- **EXERCISE DIRECTIONS**
Check each line below for the word "matches". Then give only how many lines have it.

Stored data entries
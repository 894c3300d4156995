use tracing::debug;

pub fn run(config_path: &str, template: Option<&str>) -> anyhow::Result<()> {
    let stack = super::declare(config_path, template)?;
    let nodes = stack.nodes();
    debug!(resources = nodes.len(), "previewing declared graph");

    println!("{} resources:", nodes.len());
    for node in &nodes {
        if node.deps.is_empty() {
            println!("  {} ({})", node.name, node.kind);
        } else {
            println!(
                "  {} ({}) ← {}",
                node.name,
                node.kind,
                node.deps.join(", ")
            );
        }
    }
    Ok(())
}
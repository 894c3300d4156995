//! Graph execution: parallel apply and reverse-order destroy.
//!
//! One tokio task per node. Apply gates each task on its dependencies'
//! completion; destroy gates each task on its dependents' completion. A
//! failed node marks its transitive dependents skipped and leaves everything
//! already created untouched, so a subsequent re-apply can pick up where the
//! failure happened. No in-process retries; the provider boundary owns
//! retry semantics.

use tokio::sync::watch;
use tokio::task::JoinSet;
use tracing::{debug, info, warn};

use crate::error::{GraphError, GraphResult};
use crate::graph::Graph;

/// Outcome of one node during apply or destroy.
#[derive(Debug, Clone, PartialEq, Eq)]
pub enum NodeStatus {
    Created,
    Deleted,
    /// No delete closure registered; left alone on destroy.
    Retained,
    Failed(String),
    /// Not attempted because a dependency (apply) or dependent (destroy)
    /// failed or was itself skipped.
    Skipped,
}

/// Per-node outcomes in registration order.
#[derive(Debug)]
pub struct ApplyReport {
    pub entries: Vec<(String, NodeStatus)>,
}

impl ApplyReport {
    pub fn failed(&self) -> usize {
        self.entries
            .iter()
            .filter(|(_, s)| matches!(s, NodeStatus::Failed(_)))
            .count()
    }

    pub fn skipped(&self) -> usize {
        self.entries
            .iter()
            .filter(|(_, s)| matches!(s, NodeStatus::Skipped))
            .count()
    }

    pub fn is_clean(&self) -> bool {
        self.failed() == 0 && self.skipped() == 0
    }

    pub fn status_of(&self, name: &str) -> Option<&NodeStatus> {
        self.entries.iter().find(|(n, _)| n == name).map(|(_, s)| s)
    }

    /// Error if anything failed or was skipped during apply.
    pub fn into_apply_result(self) -> GraphResult<ApplyReport> {
        if self.is_clean() {
            Ok(self)
        } else {
            Err(GraphError::ApplyFailed {
                failed: self.failed(),
                skipped: self.skipped(),
            })
        }
    }
}

/// The graph executor. Stateless; consumes the graph it runs.
pub struct Engine;

impl Engine {
    /// Create every declared resource, respecting dependency edges.
    /// Independent branches run concurrently.
    pub async fn apply(graph: Graph) -> GraphResult<ApplyReport> {
        let count = graph.nodes.len();
        info!(resources = count, "applying resource graph");

        // Completion channel per node: None = pending, Some(ok) = finished.
        let mut txs = Vec::with_capacity(count);
        let mut rxs = Vec::with_capacity(count);
        for _ in 0..count {
            let (tx, rx) = watch::channel(None::<bool>);
            txs.push(tx);
            rxs.push(rx);
        }

        let mut set = JoinSet::new();
        for (idx, node) in graph.nodes.into_iter().enumerate() {
            let dep_rxs: Vec<_> = node.deps.iter().map(|&d| rxs[d].clone()).collect();
            let done = txs[idx].clone();
            let name = node.name;
            let kind = node.kind;
            let create = node.create;

            set.spawn(async move {
                let deps_ok = wait_all(dep_rxs).await;
                if !deps_ok {
                    debug!(resource = %name, "skipped: upstream failure");
                    let _ = done.send(Some(false));
                    return (idx, name, NodeStatus::Skipped);
                }
                debug!(resource = %name, kind = %kind, "creating");
                match (create)().await {
                    Ok(()) => {
                        info!(resource = %name, kind = %kind, "created");
                        let _ = done.send(Some(true));
                        (idx, name, NodeStatus::Created)
                    }
                    Err(e) => {
                        warn!(resource = %name, kind = %kind, error = %e, "create failed");
                        let _ = done.send(Some(false));
                        (idx, name, NodeStatus::Failed(e.to_string()))
                    }
                }
            });
        }
        drop(txs);

        collect(set, count).await
    }

    /// Delete resources in reverse dependency order: a node's delete runs
    /// only after every node that depends on it has finished tearing down.
    pub async fn destroy(graph: Graph) -> GraphResult<ApplyReport> {
        let count = graph.nodes.len();
        info!(resources = count, "destroying resource graph");

        let mut dependents: Vec<Vec<usize>> = vec![Vec::new(); count];
        for (idx, node) in graph.nodes.iter().enumerate() {
            for &dep in &node.deps {
                dependents[dep].push(idx);
            }
        }

        let mut txs = Vec::with_capacity(count);
        let mut rxs = Vec::with_capacity(count);
        for _ in 0..count {
            let (tx, rx) = watch::channel(None::<bool>);
            txs.push(tx);
            rxs.push(rx);
        }

        let mut set = JoinSet::new();
        for (idx, node) in graph.nodes.into_iter().enumerate() {
            let gate_rxs: Vec<_> = dependents[idx].iter().map(|&d| rxs[d].clone()).collect();
            let done = txs[idx].clone();
            let name = node.name;
            let delete = node.delete;

            set.spawn(async move {
                // Wait for dependents regardless of their outcome; a failed
                // child delete must not strand the parent forever, only
                // order it.
                wait_all(gate_rxs).await;
                match delete {
                    None => {
                        debug!(resource = %name, "retained on destroy");
                        let _ = done.send(Some(true));
                        (idx, name, NodeStatus::Retained)
                    }
                    Some(f) => match f().await {
                        Ok(()) => {
                            info!(resource = %name, "deleted");
                            let _ = done.send(Some(true));
                            (idx, name, NodeStatus::Deleted)
                        }
                        Err(e) => {
                            warn!(resource = %name, error = %e, "delete failed");
                            let _ = done.send(Some(false));
                            (idx, name, NodeStatus::Failed(e.to_string()))
                        }
                    },
                }
            });
        }
        drop(txs);

        collect(set, count).await
    }
}

/// Await every channel reaching a finished state; true iff all succeeded.
async fn wait_all(gates: Vec<watch::Receiver<Option<bool>>>) -> bool {
    let mut all_ok = true;
    for mut rx in gates {
        match rx.wait_for(|v| v.is_some()).await {
            Ok(guard) => {
                if *guard != Some(true) {
                    all_ok = false;
                }
            }
            // Sender dropped without finishing: counts as failure.
            Err(_) => all_ok = false,
        }
    }
    all_ok
}

async fn collect(
    mut set: JoinSet<(usize, String, NodeStatus)>,
    count: usize,
) -> GraphResult<ApplyReport> {
    let mut slots: Vec<Option<(String, NodeStatus)>> = (0..count).map(|_| None).collect();
    while let Some(joined) = set.join_next().await {
        let (idx, name, status) = joined.map_err(|e| GraphError::ResourceFailed {
            name: "<task>".to_string(),
            source: e.into(),
        })?;
        slots[idx] = Some((name, status));
    }
    Ok(ApplyReport {
        entries: slots.into_iter().flatten().collect(),
    })
}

- **SOLUTION TO THE PROBLEM**
2